Presentation on theme: "Also By The Same Author: AKTiveAuthor, A Citation Graph Approach To Name Disambiguation AKT DTA Colloquium January 23, 2006 Duncan McRae-Spencer."— Presentation transcript:
Also By The Same Author: AKTiveAuthor, A Citation Graph Approach To Name Disambiguation AKT DTA Colloquium January 23, 2006 Duncan McRae-Spencer
Also By The Same Author Name ambiguity a problem for automated information extraction. Two problems: 1.Same name, different object: David L. Harris (Harvey Mudd College, formerly Stanford and MIT) and David L. Harris (Sandia Labs, Albuquerque) 2.Different name, same object: Professor Nick Jennings, Nicholas Jennings, N. R. Jennings.
Also By The Same Author Existing Solutions: –By-hand disambiguation (eg DBLP). Problem: slow, labour-intensive. –Text and context processing: Li et al (2005). Problem: deals with names within text, not document authors. –Metadata machine-learning techniques: Han et al (2004, 2005). Problem: Requires known canonical set and 50% of data used in training.
Also By The Same Author AKTiveAuthor: Linking together paper authors using metadata analysis. Specifically based on the following observation: –People cite their own work. When they cite an author with a similar name, 95-98% of the time it is the same person. Step one: Initial clustering on last name.
Also By The Same Author Self-citation analysis: –Within a name-cluster, test papers against each other. –Does paper A appear in the bibliography of paper B, or vice versa? –Iteratively use this approach to build groups of papers, each representing one real-world author.
Also By The Same Author Co-authorship Analysis: –Standard approach in disambiguation (Han et al) and social network analysis (AKT Ontocopi). –Use co-authorship relationships to further match the groups created in the self-citation stage. Source URL Analysis: –Extra linking provided using the source URL metadata field. –Links papers by same author on different subjects across one time period.
Also By The Same Author Sanity Check: –Before committing to a join on any of the three stages, check to see if its obviously not the same person. –Eg Norman L. Johnson and David E. Johnson (self-citation match). –Eg Earl and Erik Johnson (co-authorship match). –Eg Nicholas Jennings and N. Jennings allowed.

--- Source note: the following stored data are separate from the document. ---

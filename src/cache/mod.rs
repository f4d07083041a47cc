//! User Cache
//!
//! In-memory identity cache keeping live user records reachable by uuid and
//! by display name.
//!
//! - **ExpiringMap** (`expiring.rs`) - concurrent map with lifetime and idle expiry
//! - **IdentityCache** (`identity.rs`) - primary and alias indices with cascading eviction
//!
//! Nothing here performs I/O and nothing blocks. Lookups never fall through
//! to the repository; that is the job of `UserService`.

pub mod expiring;
pub mod identity;

mod proptest;

pub use expiring::{ExpirationPolicy, ExpiringMap};
pub use identity::{IdentityCache, IdentityCacheConfig, IdentityCacheStats};
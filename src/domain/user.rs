//! User Value Types
//!
//! `User` is the live record shared between the identity cache and callers:
//! the identifier is fixed at construction while the display name and the
//! accumulated playtime are updated in place through `&self`.

use std::cmp::Ordering as CmpOrdering;
use std::hash::{Hash, Hasher};
use std::sync::atomic::{AtomicU64, Ordering};
use std::time::Duration;

use parking_lot::RwLock;
use serde::{Deserialize, Serialize};
use uuid::Uuid;

use crate::error::{Error, Result};

// =============================================================================
// PlayTime
// =============================================================================

/// Accumulated playtime, stored as whole milliseconds.
#[derive(Debug, Clone, Copy, Default, PartialEq, Eq, PartialOrd, Ord, Hash, Serialize, Deserialize)]
#[serde(transparent)]
pub struct PlayTime(u64);

impl PlayTime {
    /// No playtime at all
    pub const ZERO: PlayTime = PlayTime(0);

    const MILLIS_PER_SECOND: u64 = 1_000;

    /// Create from milliseconds
    pub const fn from_millis(millis: u64) -> Self {
        Self(millis)
    }

    /// Create from whole seconds (saturating)
    pub const fn from_secs(secs: u64) -> Self {
        Self(secs.saturating_mul(Self::MILLIS_PER_SECOND))
    }

    /// Create from a `Duration`, truncated to milliseconds
    pub fn from_duration(duration: Duration) -> Self {
        Self(u64::try_from(duration.as_millis()).unwrap_or(u64::MAX))
    }

    /// Raw milliseconds
    #[inline]
    pub const fn millis(&self) -> u64 {
        self.0
    }

    /// Whole seconds (truncated)
    #[inline]
    pub const fn as_secs(&self) -> u64 {
        self.0 / Self::MILLIS_PER_SECOND
    }

    /// Convert to a `Duration`
    #[inline]
    pub const fn as_duration(&self) -> Duration {
        Duration::from_millis(self.0)
    }

    /// Check for zero playtime
    #[inline]
    pub const fn is_zero(&self) -> bool {
        self.0 == 0
    }

    pub const fn saturating_add(self, other: PlayTime) -> PlayTime {
        PlayTime(self.0.saturating_add(other.0))
    }

    pub const fn saturating_sub(self, other: PlayTime) -> PlayTime {
        PlayTime(self.0.saturating_sub(other.0))
    }
}

impl std::fmt::Display for PlayTime {
    fn fmt(&self, f: &mut std::fmt::Formatter<'_>) -> std::fmt::Result {
        let total = self.as_secs();
        let (days, rem) = (total / 86_400, total % 86_400);
        let (hours, rem) = (rem / 3_600, rem % 3_600);
        let (minutes, seconds) = (rem / 60, rem % 60);

        if days > 0 {
            write!(f, "{}d {}h {}m", days, hours, minutes)
        } else if hours > 0 {
            write!(f, "{}h {}m {}s", hours, minutes, seconds)
        } else if minutes > 0 {
            write!(f, "{}m {}s", minutes, seconds)
        } else {
            write!(f, "{}s", seconds)
        }
    }
}

impl From<Duration> for PlayTime {
    fn from(duration: Duration) -> Self {
        Self::from_duration(duration)
    }
}

// =============================================================================
// User
// =============================================================================

/// One tracked player.
///
/// Equality and hashing use the identifier only, so two handles to the same
/// player compare equal even after a rename.
pub struct User {
    uuid: Uuid,
    name: RwLock<String>,
    playtime: AtomicU64,
}

impl User {
    /// Create a user with zero playtime.
    ///
    /// Fails with [`Error::InvalidArgument`] for a nil identifier or a blank name.
    pub fn new(uuid: Uuid, name: impl Into<String>) -> Result<Self> {
        Self::with_playtime(uuid, name, PlayTime::ZERO)
    }

    /// Create a user with existing playtime.
    pub fn with_playtime(uuid: Uuid, name: impl Into<String>, playtime: PlayTime) -> Result<Self> {
        if uuid.is_nil() {
            return Err(Error::InvalidArgument("uuid cannot be nil".into()));
        }
        let name = validate_name(name.into())?;

        Ok(Self {
            uuid,
            name: RwLock::new(name),
            playtime: AtomicU64::new(playtime.millis()),
        })
    }

    #[inline]
    pub fn uuid(&self) -> Uuid {
        self.uuid
    }

    /// Current display name
    pub fn name(&self) -> String {
        self.name.read().clone()
    }

    /// Replace the display name and return the previous one.
    ///
    /// A cached user must be followed by `IdentityCache::rename_alias` with
    /// the returned name, otherwise name lookups keep resolving the old alias.
    pub fn set_name(&self, name: impl Into<String>) -> Result<String> {
        let name = validate_name(name.into())?;
        Ok(std::mem::replace(&mut *self.name.write(), name))
    }

    pub fn playtime(&self) -> PlayTime {
        PlayTime(self.playtime.load(Ordering::Acquire))
    }

    pub fn set_playtime(&self, playtime: PlayTime) {
        self.playtime.store(playtime.millis(), Ordering::Release);
    }

    /// Add to the accumulated playtime and return the new total
    pub fn add_playtime(&self, delta: PlayTime) -> PlayTime {
        let previous = self
            .playtime
            .fetch_update(Ordering::AcqRel, Ordering::Acquire, |current| {
                Some(current.saturating_add(delta.millis()))
            })
            .unwrap_or_else(|current| current);
        PlayTime(previous.saturating_add(delta.millis()))
    }

    /// Leaderboard order: most playtime first, ties broken by ascending uuid.
    pub fn ranking_cmp(a: &User, b: &User) -> CmpOrdering {
        b.playtime()
            .cmp(&a.playtime())
            .then_with(|| a.uuid.cmp(&b.uuid))
    }
}

fn validate_name(name: String) -> Result<String> {
    if name.trim().is_empty() {
        return Err(Error::InvalidArgument("name cannot be blank".into()));
    }
    Ok(name)
}

impl Clone for User {
    /// Point-in-time copy; the clone does not observe later updates.
    fn clone(&self) -> Self {
        Self {
            uuid: self.uuid,
            name: RwLock::new(self.name()),
            playtime: AtomicU64::new(self.playtime().millis()),
        }
    }
}

impl PartialEq for User {
    fn eq(&self, other: &Self) -> bool {
        self.uuid == other.uuid
    }
}

impl Eq for User {}

impl Hash for User {
    fn hash<H: Hasher>(&self, state: &mut H) {
        self.uuid.hash(state);
    }
}

impl std::fmt::Debug for User {
    fn fmt(&self, f: &mut std::fmt::Formatter<'_>) -> std::fmt::Result {
        f.debug_struct("User")
            .field("uuid", &self.uuid)
            .field("name", &*self.name.read())
            .field("playtime_ms", &self.playtime().millis())
            .finish()
    }
}

impl std::fmt::Display for User {
    fn fmt(&self, f: &mut std::fmt::Formatter<'_>) -> std::fmt::Result {
        write!(f, "{} ({})", self.name(), self.uuid)
    }
}

// =============================================================================
// Tests
// =============================================================================

#[cfg(test)]
mod tests {
    use super::*;
    use assert_matches::assert_matches;

    fn uuid(n: u128) -> Uuid {
        Uuid::from_u128(n)
    }

    #[test]
    fn test_playtime_conversions() {
        assert_eq!(PlayTime::from_secs(90).millis(), 90_000);
        assert_eq!(PlayTime::from_millis(1_999).as_secs(), 1);
        assert_eq!(
            PlayTime::from_duration(Duration::from_secs(5)).as_duration(),
            Duration::from_secs(5)
        );
        assert!(PlayTime::ZERO.is_zero());
        assert_eq!(
            PlayTime::from_millis(5).saturating_sub(PlayTime::from_millis(10)),
            PlayTime::ZERO
        );
    }

    #[test]
    fn test_playtime_display() {
        assert_eq!(PlayTime::from_secs(42).to_string(), "42s");
        assert_eq!(PlayTime::from_secs(125).to_string(), "2m 5s");
        assert_eq!(PlayTime::from_secs(3_725).to_string(), "1h 2m 5s");
        assert_eq!(PlayTime::from_secs(90_060).to_string(), "1d 1h 1m");
    }

    #[test]
    fn test_user_rejects_nil_uuid() {
        assert_matches!(User::new(Uuid::nil(), "Steve"), Err(Error::InvalidArgument(_)));
    }

    #[test]
    fn test_user_rejects_blank_name() {
        assert_matches!(User::new(uuid(1), "   "), Err(Error::InvalidArgument(_)));

        let user = User::new(uuid(1), "Steve").unwrap();
        assert_matches!(user.set_name(""), Err(Error::InvalidArgument(_)));
        assert_eq!(user.name(), "Steve");
    }

    #[test]
    fn test_set_name_returns_previous() {
        let user = User::new(uuid(1), "Steve").unwrap();
        let old = user.set_name("Alex").unwrap();
        assert_eq!(old, "Steve");
        assert_eq!(user.name(), "Alex");
    }

    #[test]
    fn test_add_playtime() {
        let user = User::with_playtime(uuid(1), "Steve", PlayTime::from_secs(10)).unwrap();
        let total = user.add_playtime(PlayTime::from_secs(5));
        assert_eq!(total, PlayTime::from_secs(15));
        assert_eq!(user.playtime(), PlayTime::from_secs(15));
    }

    #[test]
    fn test_equality_by_uuid_only() {
        let a = User::new(uuid(7), "Before").unwrap();
        let b = User::with_playtime(uuid(7), "After", PlayTime::from_secs(1)).unwrap();
        assert_eq!(a, b);
    }

    #[test]
    fn test_clone_is_detached() {
        let user = User::new(uuid(1), "Steve").unwrap();
        let copy = user.clone();
        user.set_playtime(PlayTime::from_secs(100));
        assert_eq!(copy.playtime(), PlayTime::ZERO);
    }

    #[test]
    fn test_ranking_order() {
        let low = User::with_playtime(uuid(1), "low", PlayTime::from_secs(10)).unwrap();
        let high = User::with_playtime(uuid(9), "high", PlayTime::from_secs(99)).unwrap();
        let tie_a = User::with_playtime(uuid(2), "tie-a", PlayTime::from_secs(50)).unwrap();
        let tie_b = User::with_playtime(uuid(3), "tie-b", PlayTime::from_secs(50)).unwrap();

        let mut users = vec![&low, &tie_b, &high, &tie_a];
        users.sort_by(|a, b| User::ranking_cmp(a, b));

        let names: Vec<String> = users.iter().map(|u| u.name()).collect();
        assert_eq!(names, vec!["high", "tie-a", "tie-b", "low"]);
    }
}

Also By The Same Author Metrics: –Essentially an information retrieval exercise. Three measures, each per individual paper: –Precision: (number of relevant docs retrieved) / (number of docs retrieved). –Recall: (number of relevant docs retrieved) / (number of relevant docs overall). –F-measure: Harmonic mean of Precision and Recall, used as generic measure of IR success.
Also By The Same Author Results: –Tested eight name-clusters, checking against by-hand disambiguated results. Precision ranged from 0.991 to 1.000 (mean 0.997). Recall ranged from 0.705 to 0.935 (mean 0.818) F-measure ranged from 0.824 to 0.965 (mean 0.899)
Also By The Same Author Analysis / Conclusions: –Precision higher than recall, mainly due to sanity check. –All three methods (self-citation, co-authorship and url source analysis) needed for best results. –Heavily-dominated name-clusters give best results (eg Giles (81.6% C Lee Giles)). –Large and small name-clusters equally good.
Also By The Same Author Future Work: –Original purpose: citation graph services, eg view my papers, count my citations, calculate my impact. –Improving the disambiguation algorithm: institutional affiliation data, tightening up co- authorship, better initial clustering.